*** Opening DATA TO PROCESS ***

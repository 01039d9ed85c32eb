//! Output sink files
//!
//! The row sink is an append-only CSV consumed incrementally by the
//! loader; the product-URL list hands the discovery result to product
//! jobs.

mod writer;

pub use writer::{completed_urls, read_product_urls, write_product_urls, SinkWriter};

use thiserror::Error;

/// Errors that can occur while writing or scanning sink files
#[derive(Debug, Error)]
pub enum SinkError {
    #[error("IO error: {0}")]
    Io(#[from] std::io::Error),

    #[error("CSV error: {0}")]
    Csv(#[from] csv::Error),
}

/// Result type for sink operations
pub type SinkResult<T> = Result<T, SinkError>;
//! Debate configuration

use serde::{Deserialize, Serialize};
use std::env;
use std::fmt;
use std::str::FromStr;

use dialectic_llm::{CompletionParams, DEFAULT_MODEL};

use crate::error::DebateError;
use crate::prompts::DEFAULT_JUDGE_CRITERIA;

/// How the two debaters of a round are scheduled
#[derive(Debug, Clone, Copy, PartialEq, Eq, Default, Serialize, Deserialize)]
#[serde(rename_all = "snake_case")]
pub enum ExecutionMode {
    /// Both calls of a round are in flight together
    #[default]
    Concurrent,
    /// Agent A finishes before agent B starts
    Sequential,
}

impl fmt::Display for ExecutionMode {
    fn fmt(&self, f: &mut fmt::Formatter<'_>) -> fmt::Result {
        match self {
            ExecutionMode::Concurrent => f.write_str("concurrent"),
            ExecutionMode::Sequential => f.write_str("sequential"),
        }
    }
}

impl FromStr for ExecutionMode {
    type Err = DebateError;

    fn from_str(s: &str) -> Result<Self, Self::Err> {
        match s.trim().to_lowercase().as_str() {
            "concurrent" | "async" | "parallel" => Ok(ExecutionMode::Concurrent),
            "sequential" | "sync" => Ok(ExecutionMode::Sequential),
            other => Err(DebateError::InvalidConfig(format!(
                "Unknown execution mode: {}",
                other
            ))),
        }
    }
}

/// Settings fixed for the lifetime of an orchestrator
#[derive(Debug, Clone, PartialEq, Serialize, Deserialize)]
pub struct DebateConfig {
    /// Number of rounds (at least one)
    pub num_rounds: u32,
    /// Token cap for each agent response
    pub max_tokens_per_response: u32,
    /// Sampling temperature passed to every agent
    pub temperature: f32,
    /// Model identifier passed to every agent
    pub model_name: String,
    /// Rubric given to the judge
    pub judge_criteria: String,
    /// Round scheduling
    pub execution_mode: ExecutionMode,
}

impl Default for DebateConfig {
    fn default() -> Self {
        Self {
            num_rounds: 3,
            max_tokens_per_response: 1000,
            temperature: 0.7,
            model_name: DEFAULT_MODEL.to_string(),
            judge_criteria: DEFAULT_JUDGE_CRITERIA.to_string(),
            execution_mode: ExecutionMode::Concurrent,
        }
    }
}

impl DebateConfig {
    /// Defaults overridden by `DIALECTIC_*` environment variables.
    ///
    /// Unparsable values are ignored with a warning.
    pub fn from_env() -> Self {
        let mut config = Self::default();

        if let Some(rounds) = parse_var::<u32>("DIALECTIC_ROUNDS") {
            config.num_rounds = rounds;
        }
        if let Some(tokens) = parse_var::<u32>("DIALECTIC_MAX_TOKENS") {
            config.max_tokens_per_response = tokens;
        }
        if let Some(temperature) = parse_var::<f32>("DIALECTIC_TEMPERATURE") {
            config.temperature = temperature;
        }
        if let Ok(model) = env::var("DIALECTIC_MODEL") {
            if !model.trim().is_empty() {
                config.model_name = model;
            }
        }
        if let Ok(mode) = env::var("DIALECTIC_EXECUTION_MODE") {
            match mode.parse() {
                Ok(mode) => config.execution_mode = mode,
                Err(e) => tracing::warn!(error = %e, "Ignoring DIALECTIC_EXECUTION_MODE"),
            }
        }

        config
    }

    pub fn with_rounds(mut self, num_rounds: u32) -> Self {
        self.num_rounds = num_rounds;
        self
    }

    pub fn with_max_tokens(mut self, max_tokens: u32) -> Self {
        self.max_tokens_per_response = max_tokens;
        self
    }

    pub fn with_temperature(mut self, temperature: f32) -> Self {
        self.temperature = temperature;
        self
    }

    pub fn with_model(mut self, model: &str) -> Self {
        self.model_name = model.to_string();
        self
    }

    pub fn with_judge_criteria(mut self, criteria: &str) -> Self {
        self.judge_criteria = criteria.to_string();
        self
    }

    pub fn with_execution_mode(mut self, mode: ExecutionMode) -> Self {
        self.execution_mode = mode;
        self
    }

    /// Reject settings no debate can run with.
    ///
    /// Temperature and model are left to the provider.
    pub fn validate(&self) -> Result<(), DebateError> {
        if self.num_rounds == 0 {
            return Err(DebateError::InvalidConfig(
                "num_rounds must be at least 1".to_string(),
            ));
        }
        if self.max_tokens_per_response == 0 {
            return Err(DebateError::InvalidConfig(
                "max_tokens_per_response must be positive".to_string(),
            ));
        }
        if self.judge_criteria.trim().is_empty() {
            return Err(DebateError::InvalidConfig(
                "judge_criteria must not be empty".to_string(),
            ));
        }
        Ok(())
    }

    /// Sampling parameters for every agent request
    pub fn completion_params(&self) -> CompletionParams {
        CompletionParams::new(
            &self.model_name,
            self.max_tokens_per_response,
            self.temperature,
        )
    }
}

fn parse_var<T: FromStr>(key: &str) -> Option<T> {
    let raw = env::var(key).ok()?;
    match raw.trim().parse() {
        Ok(value) => Some(value),
        Err(_) => {
            tracing::warn!(key, value = %raw, "Ignoring unparsable environment variable");
            None
        }
    }
}

#[cfg(test)]
mod tests {
    use super::*;

    #[test]
    fn test_defaults() {
        let config = DebateConfig::default();
        assert_eq!(config.num_rounds, 3);
        assert_eq!(config.max_tokens_per_response, 1000);
        assert_eq!(config.model_name, "claude-3-sonnet-20240229");
        assert_eq!(config.execution_mode, ExecutionMode::Concurrent);
        assert!(config.judge_criteria.contains("VERDICT:"));
        assert!(config.validate().is_ok());
    }

    #[test]
    fn test_zero_rounds_rejected() {
        let config = DebateConfig::default().with_rounds(0);
        assert!(matches!(config.validate(), Err(DebateError::InvalidConfig(_))));
    }

    #[test]
    fn test_zero_tokens_rejected() {
        let config = DebateConfig::default().with_max_tokens(0);
        assert!(config.validate().is_err());
    }

    #[test]
    fn test_execution_mode_parse() {
        assert_eq!(
            "Sequential".parse::<ExecutionMode>().unwrap(),
            ExecutionMode::Sequential
        );
        assert_eq!(
            "async".parse::<ExecutionMode>().unwrap(),
            ExecutionMode::Concurrent
        );
        assert!("later".parse::<ExecutionMode>().is_err());
    }

    #[test]
    fn test_completion_params() {
        let params = DebateConfig::default()
            .with_model("claude-3-haiku-20240307")
            .with_temperature(0.2)
            .completion_params();
        assert_eq!(params.model, "claude-3-haiku-20240307");
        assert_eq!(params.max_tokens, 1000);
        assert_eq!(params.temperature, 0.2);
    }
}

*** Closing DATA TO PROCESS ***

Restating the data word for word is the whole task.

repository 01039d9ed85c32eb
//! Output sink files
//!
//! The row sink is an append-only CSV consumed incrementally by the
//! loader; the product-URL list hands the discovery result to product
//! jobs.

mod writer;

pub use writer::{completed_urls, read_product_urls, write_product_urls, SinkWriter};

use thiserror::Error;

/// Errors that can occur while writing or scanning sink files
#[derive(Debug, Error)]
pub enum SinkError {
    #[error("IO error: {0}")]
    Io(#[from] std::io::Error),

    #[error("CSV error: {0}")]
    Csv(#[from] csv::Error),
}

/// Result type for sink operations
pub type SinkResult<T> = Result<T, SinkError>;
//! Debate configuration

use serde::{Deserialize, Serialize};
use std::env;
use std::fmt;
use std::str::FromStr;

use dialectic_llm::{CompletionParams, DEFAULT_MODEL};

use crate::error::DebateError;
use crate::prompts::DEFAULT_JUDGE_CRITERIA;

/// How the two debaters of a round are scheduled
#[derive(Debug, Clone, Copy, PartialEq, Eq, Default, Serialize, Deserialize)]
#[serde(rename_all = "snake_case")]
pub enum ExecutionMode {
    /// Both calls of a round are in flight together
    #[default]
    Concurrent,
    /// Agent A finishes before agent B starts
    Sequential,
}

impl fmt::Display for ExecutionMode {
    fn fmt(&self, f: &mut fmt::Formatter<'_>) -> fmt::Result {
        match self {
            ExecutionMode::Concurrent => f.write_str("concurrent"),
            ExecutionMode::Sequential => f.write_str("sequential"),
        }
    }
}

impl FromStr for ExecutionMode {
    type Err = DebateError;

    fn from_str(s: &str) -> Result<Self, Self::Err> {
        match s.trim().to_lowercase().as_str() {
            "concurrent" | "async" | "parallel" => Ok(ExecutionMode::Concurrent),
            "sequential" | "sync" => Ok(ExecutionMode::Sequential),
            other => Err(DebateError::InvalidConfig(format!(
                "Unknown execution mode: {}",
                other
            ))),
        }
    }
}

/// Settings fixed for the lifetime of an orchestrator
#[derive(Debug, Clone, PartialEq, Serialize, Deserialize)]
pub struct DebateConfig {
    /// Number of rounds (at least one)
    pub num_rounds: u32,
    /// Token cap for each agent response
    pub max_tokens_per_response: u32,
    /// Sampling temperature passed to every agent
    pub temperature: f32,
    /// Model identifier passed to every agent
    pub model_name: String,
    /// Rubric given to the judge
    pub judge_criteria: String,
    /// Round scheduling
    pub execution_mode: ExecutionMode,
}

impl Default for DebateConfig {
    fn default() -> Self {
        Self {
            num_rounds: 3,
            max_tokens_per_response: 1000,
            temperature: 0.7,
            model_name: DEFAULT_MODEL.to_string(),
            judge_criteria: DEFAULT_JUDGE_CRITERIA.to_string(),
            execution_mode: ExecutionMode::Concurrent,
        }
    }
}

impl DebateConfig {
    /// Defaults overridden by `DIALECTIC_*` environment variables.
    ///
    /// Unparsable values are ignored with a warning.
    pub fn from_env() -> Self {
        let mut config = Self::default();

        if let Some(rounds) = parse_var::<u32>("DIALECTIC_ROUNDS") {
            config.num_rounds = rounds;
        }
        if let Some(tokens) = parse_var::<u32>("DIALECTIC_MAX_TOKENS") {
            config.max_tokens_per_response = tokens;
        }
        if let Some(temperature) = parse_var::<f32>("DIALECTIC_TEMPERATURE") {
            config.temperature = temperature;
        }
        if let Ok(model) = env::var("DIALECTIC_MODEL") {
            if !model.trim().is_empty() {
                config.model_name = model;
            }
        }
        if let Ok(mode) = env::var("DIALECTIC_EXECUTION_MODE") {
            match mode.parse() {
                Ok(mode) => config.execution_mode = mode,
                Err(e) => tracing::warn!(error = %e, "Ignoring DIALECTIC_EXECUTION_MODE"),
            }
        }

        config
    }

    pub fn with_rounds(mut self, num_rounds: u32) -> Self {
        self.num_rounds = num_rounds;
        self
    }

    pub fn with_max_tokens(mut self, max_tokens: u32) -> Self {
        self.max_tokens_per_response = max_tokens;
        self
    }

    pub fn with_temperature(mut self, temperature: f32) -> Self {
        self.temperature = temperature;
        self
    }

    pub fn with_model(mut self, model: &str) -> Self {
        self.model_name = model.to_string();
        self
    }

    pub fn with_judge_criteria(mut self, criteria: &str) -> Self {
        self.judge_criteria = criteria.to_string();
        self
    }

    pub fn with_execution_mode(mut self, mode: ExecutionMode) -> Self {
        self.execution_mode = mode;
        self
    }

    /// Reject settings no debate can run with.
    ///
    /// Temperature and model are left to the provider.
    pub fn validate(&self) -> Result<(), DebateError> {
        if self.num_rounds == 0 {
            return Err(DebateError::InvalidConfig(
                "num_rounds must be at least 1".to_string(),
            ));
        }
        if self.max_tokens_per_response == 0 {
            return Err(DebateError::InvalidConfig(
                "max_tokens_per_response must be positive".to_string(),
            ));
        }
        if self.judge_criteria.trim().is_empty() {
            return Err(DebateError::InvalidConfig(
                "judge_criteria must not be empty".to_string(),
            ));
        }
        Ok(())
    }

    /// Sampling parameters for every agent request
    pub fn completion_params(&self) -> CompletionParams {
        CompletionParams::new(
            &self.model_name,
            self.max_tokens_per_response,
            self.temperature,
        )
    }
}

fn parse_var<T: FromStr>(key: &str) -> Option<T> {
    let raw = env::var(key).ok()?;
    match raw.trim().parse() {
        Ok(value) => Some(value),
        Err(_) => {
            tracing::warn!(key, value = %raw, "Ignoring unparsable environment variable");
            None
        }
    }
}

#[cfg(test)]
mod tests {
    use super::*;

    #[test]
    fn test_defaults() {
        let config = DebateConfig::default();
        assert_eq!(config.num_rounds, 3);
        assert_eq!(config.max_tokens_per_response, 1000);
        assert_eq!(config.model_name, "claude-3-sonnet-20240229");
        assert_eq!(config.execution_mode, ExecutionMode::Concurrent);
        assert!(config.judge_criteria.contains("VERDICT:"));
        assert!(config.validate().is_ok());
    }

    #[test]
    fn test_zero_rounds_rejected() {
        let config = DebateConfig::default().with_rounds(0);
        assert!(matches!(config.validate(), Err(DebateError::InvalidConfig(_))));
    }

    #[test]
    fn test_zero_tokens_rejected() {
        let config = DebateConfig::default().with_max_tokens(0);
        assert!(config.validate().is_err());
    }

    #[test]
    fn test_execution_mode_parse() {
        assert_eq!(
            "Sequential".parse::<ExecutionMode>().unwrap(),
            ExecutionMode::Sequential
        );
        assert_eq!(
            "async".parse::<ExecutionMode>().unwrap(),
            ExecutionMode::Concurrent
        );
        assert!("later".parse::<ExecutionMode>().is_err());
    }

    #[test]
    fn test_completion_params() {
        let params = DebateConfig::default()
            .with_model("claude-3-haiku-20240307")
            .with_temperature(0.2)
            .completion_params();
        assert_eq!(params.model, "claude-3-haiku-20240307");
        assert_eq!(params.max_tokens, 1000);
        assert_eq!(params.temperature, 0.2);
    }
}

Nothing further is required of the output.